The Shifting Sands of AI Definition
Artificial Intelligence has long been a moving target. As Bertram Raphael of SRI International suggested in 1970, "AI is a collective name for problems which we do not yet know how to solve properly by computer." This definition implies that AI is always just beyond our grasp, a horizon that recedes as we approach it. Larry Tesler, a computer scientist, put it more succinctly: "AI is whatever hasn't been done yet."
This fluid definition of AI has led to a peculiar cycle in the tech world. As Pamela McCorduck observed in her 1979 book "Machines Who Think," every time a computer achieves a new feat – be it playing checkers or solving informal problems – critics are quick to say, "but that's not thinking." The goalposts of AI are constantly moving, leaving a trail of once-revolutionary technologies that have become commonplace.
In the past year, we've witnessed a flurry of excitement around foundational models and large language models. However, as the dust settles, we're beginning to see these AI advancements seamlessly integrated into products we already know and use. This integration is happening so smoothly that soon, we might forget these features were once considered groundbreaking AI.
Google Photos: The Evolution of Image Search
One of the most striking examples of AI integration is in photo apps like Google Photos. Not long ago, the ability to search for objects in pictures without manual tagging was considered a significant AI breakthrough. Initially, image recognition models could identify basic objects like cars or trees. Now, with the advent of multimodal language models, users can search for higher-level concepts like "birthday parties" using natural language.
Google is updating Google Photos to allow users to search via natural text, leveraging the power of AI in a way that feels intuitive and seamless. This feature, which once would have been trumpeted as a major AI achievement, is now simply an expected functionality of a modern photo app.

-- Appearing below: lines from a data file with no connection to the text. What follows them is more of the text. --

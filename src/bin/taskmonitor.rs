use std::sync::LazyLock;

use clap::{Args, Parser, Subcommand};
use regex::Regex;

use taskmonitor::date_util::parse_date;
use taskmonitor::report::{parse_columns, DEFAULT_COLUMNS};
use taskmonitor::{
    Database, ImportDocument, Report, ReportFilter, ReportKind, ReportRequest, ReportRow,
    SelectedItem, TaskMonitor, TaskState, TaskTimestamp,
};

static RE_CELL: LazyLock<Regex> =
    LazyLock::new(|| Regex::new(r"^(?P<key>[^=]+)=(?P<column>[^=]+)$").unwrap());
static RE_ATTR: LazyLock<Regex> =
    LazyLock::new(|| Regex::new(r"^(?P<name>[^=]+)=(?P<value>.*)$").unwrap());

#[derive(Parser)]
#[command(name = "taskmonitor", about = "Workbasket monitoring reports")]
struct Cli {
    /// Database path (default: ~/.taskmonitor/taskmonitor.db)
    #[arg(long)]
    db: Option<String>,

    /// Increase logging verbosity
    #[arg(short, long, action = clap::ArgAction::Count)]
    verbose: u8,

    #[command(subcommand)]
    command: Commands,
}

#[derive(Subcommand)]
enum Commands {
    /// Import workbaskets, classifications, tasks and holidays from JSON
    Import {
        /// Path to the JSON document
        file: String,
    },
    /// Print an age-bucketed report
    Report {
        /// workbasket, category, classification, detailed-classification,
        /// custom-field or timestamp
        kind: String,
        #[command(flatten)]
        report: ReportArgs,
        /// Show folded detail rows too
        #[arg(long)]
        expand: bool,
        /// Output as JSON
        #[arg(long)]
        json: bool,
    },
    /// List the ids of the tasks behind selected report cells
    Select {
        /// Report kind, as for `report`
        kind: String,
        /// Cell as KEY[/KEY...]=COLUMN; COLUMN is an index or a column name
        #[arg(long = "cell", required = true)]
        cells: Vec<String>,
        #[command(flatten)]
        report: ReportArgs,
        /// Output as JSON
        #[arg(long)]
        json: bool,
    },
    /// List the distinct values of a custom attribute
    CustomValues {
        /// Attribute name
        name: String,
        #[command(flatten)]
        filter: FilterArgs,
    },
    /// Manage holidays
    Holiday {
        #[command(subcommand)]
        action: HolidayAction,
    },
    /// Manage configuration
    Config {
        #[command(subcommand)]
        action: ConfigAction,
    },
    /// Show store status
    Status,
}

#[derive(Args)]
struct FilterArgs {
    /// Only tasks in this workbasket id (repeatable)
    #[arg(long = "workbasket")]
    workbaskets: Vec<String>,
    /// Only tasks in this state (repeatable)
    #[arg(long = "state")]
    states: Vec<String>,
    /// Only tasks of this classification category (repeatable)
    #[arg(long = "category")]
    categories: Vec<String>,
    /// Only tasks with this classification id (repeatable)
    #[arg(long = "classification")]
    classifications: Vec<String>,
    /// Skip tasks with this classification id (repeatable)
    #[arg(long = "exclude-classification")]
    excluded_classifications: Vec<String>,
    /// Only tasks in this domain (repeatable)
    #[arg(long = "domain")]
    domains: Vec<String>,
    /// Only tasks whose custom attribute matches, as NAME=VALUE (repeatable)
    #[arg(long = "attr")]
    attributes: Vec<String>,
}

#[derive(Args)]
struct ReportArgs {
    #[command(flatten)]
    filter: FilterArgs,
    /// Column spec, e.g. "..0,0,1..5,5.."
    #[arg(long, default_value = DEFAULT_COLUMNS)]
    columns: String,
    /// Age in working days instead of calendar days
    #[arg(long)]
    working_days: bool,
    /// Reference date (YYYY-MM-DD or "today")
    #[arg(long, default_value = "today")]
    date: String,
    /// Attribute keying a custom-field report
    #[arg(long)]
    custom_field: Option<String>,
    /// Timestamp a timestamp report covers (repeatable; default: all)
    #[arg(long = "timestamp")]
    timestamps: Vec<String>,
}

#[derive(Subcommand)]
enum HolidayAction {
    /// Declare a date a holiday
    Add {
        /// YYYY-MM-DD
        date: String,
        #[arg(long)]
        name: Option<String>,
    },
    /// Remove a holiday
    Remove { date: String },
    /// List holidays
    List,
}

#[derive(Subcommand)]
enum ConfigAction {
    /// Get a config value
    Get { key: String },
    /// Set a config value
    Set { key: String, value: String },
    /// List all config values
    List,
}

impl FilterArgs {
    fn to_filter(&self) -> anyhow::Result<ReportFilter> {
        let mut filter = ReportFilter::new();
        for id in &self.workbaskets {
            filter = filter.workbasket(id);
        }
        for state in &self.states {
            filter = filter.state(TaskState::parse(state)?);
        }
        for category in &self.categories {
            filter = filter.category(category);
        }
        for id in &self.classifications {
            filter = filter.classification(id);
        }
        for id in &self.excluded_classifications {
            filter = filter.exclude_classification(id);
        }
        for domain in &self.domains {
            filter = filter.domain(domain);
        }
        for attr in &self.attributes {
            let caps = RE_ATTR
                .captures(attr)
                .ok_or_else(|| anyhow::anyhow!("expected NAME=VALUE, got '{attr}'"))?;
            filter = filter.custom_attribute(&caps["name"], &caps["value"]);
        }
        Ok(filter)
    }
}

impl ReportArgs {
    fn to_request(&self, kind: &str) -> anyhow::Result<ReportRequest> {
        let kind = ReportKind::parse(kind)?;
        let timestamps = self
            .timestamps
            .iter()
            .map(|ts| TaskTimestamp::parse(ts))
            .collect::<taskmonitor::Result<Vec<_>>>()?;

        let mut request = ReportRequest::new(kind, parse_date(&self.date)?)
            .filter(self.filter.to_filter()?)
            .columns(parse_columns(&self.columns)?)
            .working_days(self.working_days)
            .timestamps(timestamps);
        if let Some(name) = &self.custom_field {
            request = request.custom_field(name);
        }
        Ok(request)
    }
}

/// Parse `KEY[/KEY...]=COLUMN` against the request's columns.
fn parse_cell(cell: &str, request: &ReportRequest) -> anyhow::Result<SelectedItem> {
    let caps = RE_CELL
        .captures(cell)
        .ok_or_else(|| anyhow::anyhow!("expected KEY[/KEY...]=COLUMN, got '{cell}'"))?;
    let column_ref = &caps["column"];
    let column = match column_ref.parse::<usize>() {
        Ok(index) => index,
        Err(_) => request
            .columns
            .iter()
            .position(|h| h.display_name == column_ref)
            .ok_or_else(|| anyhow::anyhow!("no column named '{column_ref}'"))?,
    };
    Ok(SelectedItem::new(caps["key"].split('/'), column))
}

#[tokio::main]
async fn main() -> anyhow::Result<()> {
    let cli = Cli::parse();

    let level = match cli.verbose {
        0 => "warn",
        1 => "info",
        2 => "debug",
        _ => "trace",
    };
    env_logger::Builder::from_env(env_logger::Env::default().default_filter_or(level)).init();

    let db = match &cli.db {
        Some(path) => Database::open_at(path).await?,
        None => Database::open().await?,
    };
    let monitor = TaskMonitor::new(db);

    match cli.command {
        Commands::Import { file } => {
            let json = std::fs::read_to_string(&file)?;
            let doc = ImportDocument::from_json(&json)?;
            let report = monitor.import(doc).await?;
            println!(
                "Imported {} workbaskets, {} classifications, {} tasks, {} holidays.",
                report.workbaskets, report.classifications, report.tasks, report.holidays
            );
        }
        Commands::Report {
            kind,
            report,
            expand,
            json,
        } => {
            let request = report.to_request(&kind)?;
            let report = monitor.report(&request).await?;
            if json {
                println!("{}", serde_json::to_string_pretty(&report)?);
            } else {
                print_report(&report, expand);
            }
        }
        Commands::Select {
            kind,
            cells,
            report,
            json,
        } => {
            let request = report.to_request(&kind)?;
            let selections = cells
                .iter()
                .map(|cell| parse_cell(cell, &request))
                .collect::<anyhow::Result<Vec<_>>>()?;
            let ids = monitor
                .list_task_ids_for_selected_items(&request, &selections)
                .await?;
            if json {
                println!("{}", serde_json::to_string_pretty(&ids)?);
            } else if ids.is_empty() {
                println!("No tasks found.");
            } else {
                for id in &ids {
                    println!("{id}");
                }
                println!("\n{} tasks", ids.len());
            }
        }
        Commands::CustomValues { name, filter } => {
            let values = monitor
                .list_custom_attribute_values_for_custom_attribute_name(
                    &filter.to_filter()?,
                    &name,
                )
                .await?;
            for value in &values {
                println!("{value}");
            }
        }
        Commands::Holiday { action } => handle_holiday(&monitor, action).await?,
        Commands::Config { action } => handle_config(&monitor, action).await?,
        Commands::Status => print_status(&monitor).await?,
    }

    Ok(())
}

fn print_report(report: &Report, expand: bool) {
    let visible = visible_rows(report, expand);
    let label_width = visible
        .iter()
        .copied()
        .chain(std::iter::once(report.sum_row()))
        .map(|row| row.depth * 2 + row.label().len())
        .chain(std::iter::once(report.dimensions.join("/").len()))
        .max()
        .unwrap_or(0);
    let widths: Vec<usize> = report
        .column_headers
        .iter()
        .enumerate()
        .map(|(i, h)| {
            visible
                .iter()
                .map(|row| row.cells[i].to_string().len())
                .chain([h.display_name.len(), report.sum_row().cells[i].to_string().len()])
                .max()
                .unwrap_or(1)
        })
        .collect();

    let unit = if report.working_days {
        "working days"
    } else {
        "days"
    };
    println!(
        "{} report, {} on {}",
        report.kind, unit, report.reference_date
    );

    let mut header = format!("{:<label_width$}", report.dimensions.join("/"));
    for (h, w) in report.column_headers.iter().zip(&widths) {
        header.push_str(&format!("  {:>w$}", h.display_name));
    }
    header.push_str("  total");
    println!("{header}");

    for row in visible {
        print_row(row, label_width, &widths);
    }
    print_row(report.sum_row(), label_width, &widths);

    if report.without_age > 0 {
        println!("\n{} tasks without age", report.without_age);
    }
    if report.unbucketed > 0 {
        println!("{} tasks outside every column", report.unbucketed);
    }
}

/// Rows in display order. Folded rows and their subtrees are skipped unless
/// `expand` is set.
fn visible_rows(report: &Report, expand: bool) -> Vec<&ReportRow> {
    let mut out = Vec::new();
    let mut stack: Vec<&ReportRow> = report.rows().collect();
    stack.reverse();
    while let Some(row) = stack.pop() {
        if !expand && !row.display {
            continue;
        }
        out.push(row);
        let mut children: Vec<&ReportRow> = report.children(row).collect();
        children.reverse();
        stack.extend(children);
    }
    out
}

fn print_row(row: &ReportRow, label_width: usize, widths: &[usize]) {
    let label = format!("{}{}", "  ".repeat(row.depth), row.label());
    let mut line = format!("{label:<label_width$}");
    for (cell, w) in row.cells.iter().zip(widths) {
        line.push_str(&format!("  {cell:>w$}"));
    }
    line.push_str(&format!("  {}", row.total));
    println!("{line}");
}

async fn handle_holiday(monitor: &TaskMonitor, action: HolidayAction) -> anyhow::Result<()> {
    match action {
        HolidayAction::Add { date, name } => {
            let date = parse_date(&date)?;
            monitor.holiday_add(date, name.as_deref()).await?;
            println!("Added holiday {date}.");
        }
        HolidayAction::Remove { date } => {
            let date = parse_date(&date)?;
            if monitor.holiday_remove(date).await? {
                println!("Removed holiday {date}.");
            } else {
                println!("{date} is not a holiday.");
            }
        }
        HolidayAction::List => {
            let holidays = monitor.holiday_list().await?;
            if holidays.is_empty() {
                println!("No holidays configured.");
            }
            for h in &holidays {
                match &h.name {
                    Some(name) => println!("{}  {name}", h.date),
                    None => println!("{}", h.date),
                }
            }
        }
    }
    Ok(())
}

async fn handle_config(monitor: &TaskMonitor, action: ConfigAction) -> anyhow::Result<()> {
    match action {
        ConfigAction::Get { key } => match monitor.config_get(&key).await? {
            Some(v) => println!("{key} = {v}"),
            None => println!("{key} is not set"),
        },
        ConfigAction::Set { key, value } => {
            monitor.config_set(&key, &value).await?;
            println!("Config updated.");
        }
        ConfigAction::List => {
            let entries = monitor.config_list().await?;
            if entries.is_empty() {
                println!("No config values set.");
            }
            for (k, v) in &entries {
                println!("{k} = {v}");
            }
        }
    }
    Ok(())
}

async fn print_status(monitor: &TaskMonitor) -> anyhow::Result<()> {
    let stats = monitor.status().await?;
    let calendar = monitor.calendar().await?;
    let weekend: Vec<String> = calendar.weekend().iter().map(|d| d.to_string()).collect();

    println!("Task Store Status");
    println!("  Workbaskets:     {}", stats.workbaskets);
    println!("  Classifications: {}", stats.classifications);
    println!("  Tasks:           {}", stats.tasks);
    println!("  Holidays:        {}", stats.holidays);
    println!("  Weekend:         {}", weekend.join(", "));
    Ok(())
}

Google Chrome: AI-Enhanced Browsing
Google Chrome's latest features showcase how AI is being woven into the fabric of our everyday browsing experience. The browser now offers AI-powered tools that can compare products across multiple tabs, a feature that promises to streamline online shopping. Imagine researching Bluetooth speakers for an upcoming trip and having Chrome generate a comparison table with all the essential details – product specs, features, prices, and ratings – gathered from various websites.
But the AI integration doesn't stop there. Chrome is also introducing a natural language search feature for browsing history. Users will be able to ask questions like, "What was that ice cream shop I looked at last week?" and receive relevant results from their browsing history. This feature, powered by Google AI and Gemini models, transforms the way we interact with our digital footprint.
The Normalization of AI
As these AI features become commonplace, we're likely to tune out the initial magic we feel and simply expect this level of functionality from our products. The question then becomes: Are these still AI features, or just better products?

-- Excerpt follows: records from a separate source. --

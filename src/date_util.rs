use chrono::{Duration, NaiveDate, Weekday};

use crate::error::{Error, Result};

/// Canonical `YYYY-MM-DD` key used for dates in the store and in SQL parameters.
pub fn date_key(d: NaiveDate) -> String {
    d.format("%Y-%m-%d").to_string()
}

/// Parse a reference date. Accepts `today` or `YYYY-MM-DD`.
pub fn parse_date(s: &str) -> Result<NaiveDate> {
    let s = s.trim();
    if s.eq_ignore_ascii_case("today") {
        return Ok(chrono::Local::now().date_naive());
    }
    NaiveDate::parse_from_str(s, "%Y-%m-%d")
        .map_err(|_| Error::invalid(format!("invalid date (expected YYYY-MM-DD): {s}")))
}

/// Parse a weekday name such as `sat`, `Saturday` or `SUN`.
pub fn parse_weekday(s: &str) -> Result<Weekday> {
    s.trim()
        .parse::<Weekday>()
        .map_err(|_| Error::invalid(format!("invalid weekday: {s}")))
}

/// Parse a comma-separated weekday list. An empty string yields no weekend days.
pub fn parse_weekdays(s: &str) -> Result<Vec<Weekday>> {
    s.split(',')
        .map(str::trim)
        .filter(|part| !part.is_empty())
        .map(parse_weekday)
        .collect()
}

/// Easter Sunday in the Gregorian calendar (anonymous Gregorian algorithm).
pub fn easter_sunday(year: i32) -> NaiveDate {
    let a = year % 19;
    let b = year / 100;
    let c = year % 100;
    let d = b / 4;
    let e = b % 4;
    let f = (b + 8) / 25;
    let g = (b - f + 1) / 3;
    let h = (19 * a + b - d - g + 15) % 30;
    let i = c / 4;
    let k = c % 4;
    let l = (32 + 2 * e + 2 * i - h - k) % 7;
    let m = (a + 11 * h + 22 * l) / 451;
    let month = (h + l - 7 * m + 114) / 31;
    let day = (h + l - 7 * m + 114) % 31 + 1;
    NaiveDate::from_ymd_opt(year, month as u32, day as u32).unwrap()
}

/// Shift a date by a signed number of days.
pub fn offset_date(d: NaiveDate, days: i64) -> NaiveDate {
    d + Duration::days(days)
}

The answer, perhaps, lies in the cyclical nature of technological progress. What we consider AI today will become the standard feature set of tomorrow. And as these features become normalized, our definition of AI will once again shift to encompass the next set of unsolved problems and seemingly impossible tasks.
The journey of AI from cutting-edge technology to everyday utility is a testament to the rapid pace of innovation in the tech world. As we marvel at the latest AI breakthroughs, it's worth remembering that today's magic trick is tomorrow's mundane feature. The true nature of AI, it seems, is not in the end product, but in the continuous push towards solving the unsolvable, making the impossible possible, and then moving on to the next challenge.